Scotland in 10 Days
Story and Photography by Sharon Martin
Day one – Arrival at the Airport
“Sittin’ in or carryin’ out?”
What? How cute is that. We’re sittin’ in. I picked up my order, Cheers…(warm smile)…I love Scotland, and I haven’t left the airport yet.
Upon our arrival to the tiny, quaint, and very friendly airport, we were welcomed with open arms to the country…by security no less. They asked about our plans, and seem genuinely interested and delighted with everything we said.
On our first impression, Edinburgh was the color gray. The buildings were gray. The sky was gray—which cast an ambience of mystery and romance over the city.
Our Bed and Breakfast
After 36 hours of traveling, we arrived at our B&B guest house: an 1870’s three-story Victorian structure. Our cottage sat at the back of the house with a separate entrance, kitchen, sitting room, and a bedroom with two soft, enticing beds…
We awoke famished.
And so our hunt (with sword-and-dagger) for Scottish food began. After wandering around Prince street for half an hour, we finally accepted defeat and had Bar-B-Q and fries.
Back at our cottage, I reflected in a cozy green armchair that overlooked a quiet courtyard. I gazed out the window as the sunny day lapsed into a chilly, misty scene. Sigh. In Scotland, there truly are four seasons in a day…
A Traditional Scottish Breakfast
In the morning we headed down our little path to breakfast in the main house. We were asked for our choices of everything.
Like the English breakfast, the Scottish breakfast was very hardy: eggs cooked to order, sausage and ham, marmalades, toast, scones, and porridge (oatmeal) with hot coffee and tea. I had my own pot of coffee; how do they keep it so hot? And—oh!—that marmalade in those small white bowls with tiny spoons is so classy. Where are the scones? How can I get my hands on one? They keep offering me toast…
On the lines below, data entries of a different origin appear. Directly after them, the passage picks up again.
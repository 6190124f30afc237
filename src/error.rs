// error.rs
use std::io;
use thiserror::Error;

/// Error types for enumeration operations
///
/// This enum represents all possible outcomes that end an enumeration
/// early, including the two abort signals that carry no underlying
/// operating system error.
#[derive(Error, Debug)]
pub enum EnumError {
    /// A directory listing failed and the error callback asked to stop
    #[error("cannot enumerate {path}: {source}")]
    Enumerate {
        path: String,
        #[source]
        source: io::Error,
    },

    /// A path could not be resolved to its absolute form
    #[error("cannot resolve {path}: {source}")]
    Resolve {
        path: String,
        #[source]
        source: io::Error,
    },

    /// The match callback returned `false`
    #[error("enumeration stopped by callback")]
    Stopped,

    /// The cancellation token was observed as set
    #[error("enumeration cancelled")]
    Cancelled,
}

impl EnumError {
    /// Returns `true` for the early-termination signals (`Stopped`,
    /// `Cancelled`) as opposed to genuine failures.
    pub fn is_abort(&self) -> bool {
        matches!(self, EnumError::Stopped | EnumError::Cancelled)
    }
}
Day two – Exploring on my Own
Ready to take on the day, I walked a few blocks to catch the bus. I could pay 1.50£ for a round trip ticket or 3.50£ for the whole day. I decided to pay for a round trip. This was far easier than trying to park my car in town…I had a hard enough time just trying to park it in front of the B&B!
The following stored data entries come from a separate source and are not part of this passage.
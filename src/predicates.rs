// predicates.rs
use crate::entry::{DirEntry, FileAttributes};
use std::time::SystemTime;

/// Entry kind predicates for filtering
#[derive(Clone, Copy, Debug, PartialEq, Eq)]
pub enum EntryKind {
    /// Plain files
    File,
    /// Directories
    Directory,
    /// Reparse points (symlinks, mount points)
    ReparsePoint,
}

/// Metadata filters applied to reported entries
///
/// Evaluated after the type flags and before the match callback; entries
/// that fail a predicate are simply not reported. Predicates never affect
/// which directories are recursed into.
#[derive(Clone, Debug, Default)]
pub struct Predicates {
    /// Minimum entry size in bytes
    pub min_size: Option<u64>,

    /// Maximum entry size in bytes
    pub max_size: Option<u64>,

    /// Required entry kind
    pub kind: Option<EntryKind>,

    /// Last modified at or after this time
    pub modified_after: Option<SystemTime>,

    /// Last modified at or before this time
    pub modified_before: Option<SystemTime>,
}

impl Predicates {
    /// Checks whether an entry satisfies every configured predicate.
    pub fn matches(&self, entry: &DirEntry) -> bool {
        if let Some(min) = self.min_size {
            if entry.size < min {
                return false;
            }
        }

        if let Some(max) = self.max_size {
            if entry.size > max {
                return false;
            }
        }

        if let Some(kind) = self.kind {
            let ok = match kind {
                EntryKind::File => !entry.is_directory(),
                EntryKind::Directory => entry.is_directory(),
                EntryKind::ReparsePoint => {
                    entry.attributes.contains(FileAttributes::REPARSE_POINT)
                }
            };
            if !ok {
                return false;
            }
        }

        if let Some(modified) = entry.modified {
            if let Some(after) = self.modified_after {
                if modified < after {
                    return false;
                }
            }
            if let Some(before) = self.modified_before {
                if modified > before {
                    return false;
                }
            }
        }

        true
    }
}

#[cfg(test)]
mod tests {
    use super::*;

    #[test]
    fn size_window() {
        let predicates = Predicates {
            min_size: Some(10),
            max_size: Some(100),
            ..Predicates::default()
        };
        assert!(predicates.matches(&DirEntry::file("mid", 50)));
        assert!(!predicates.matches(&DirEntry::file("small", 5)));
        assert!(!predicates.matches(&DirEntry::file("big", 500)));
    }

    #[test]
    fn kind_filter() {
        let files_only = Predicates {
            kind: Some(EntryKind::File),
            ..Predicates::default()
        };
        assert!(files_only.matches(&DirEntry::file("f", 0)));
        assert!(!files_only.matches(&DirEntry::directory("d")));

        let links_only = Predicates {
            kind: Some(EntryKind::ReparsePoint),
            ..Predicates::default()
        };
        assert!(links_only.matches(&DirEntry::symlink("l", false)));
        assert!(!links_only.matches(&DirEntry::file("f", 0)));
    }

    #[test]
    fn empty_predicates_match_everything() {
        let predicates = Predicates::default();
        assert!(predicates.matches(&DirEntry::file("f", 0)));
        assert!(predicates.matches(&DirEntry::directory("d")));
    }
}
I got off at North Bridge, which was just one street over from the famous Royal Mile. This was a good location for the main sights I wanted to see. To come back, I simply took the bus directly across the street from where this one dropped me off. Simple enough.
I soaked it all in as I strolled down the Royal Mile—the shops, the Woolen Mill, the bagpipe player, the people, the ancient buildings, the Starbucks. The Starbucks? Never on an ancient street in an ancient city would I stop in a Starbucks and get a souvenir cup.
(That Starbucks mug looks great in my bookcase.)
St. Giles Cathedral
On the way to the Castle at the end of the Royal Mile, I stopped at Giles Cathedral. The outside of the cathedral was plain and stoic, but the inside was…plain and stoic with stone arches. I found out later that John Knox had preached there.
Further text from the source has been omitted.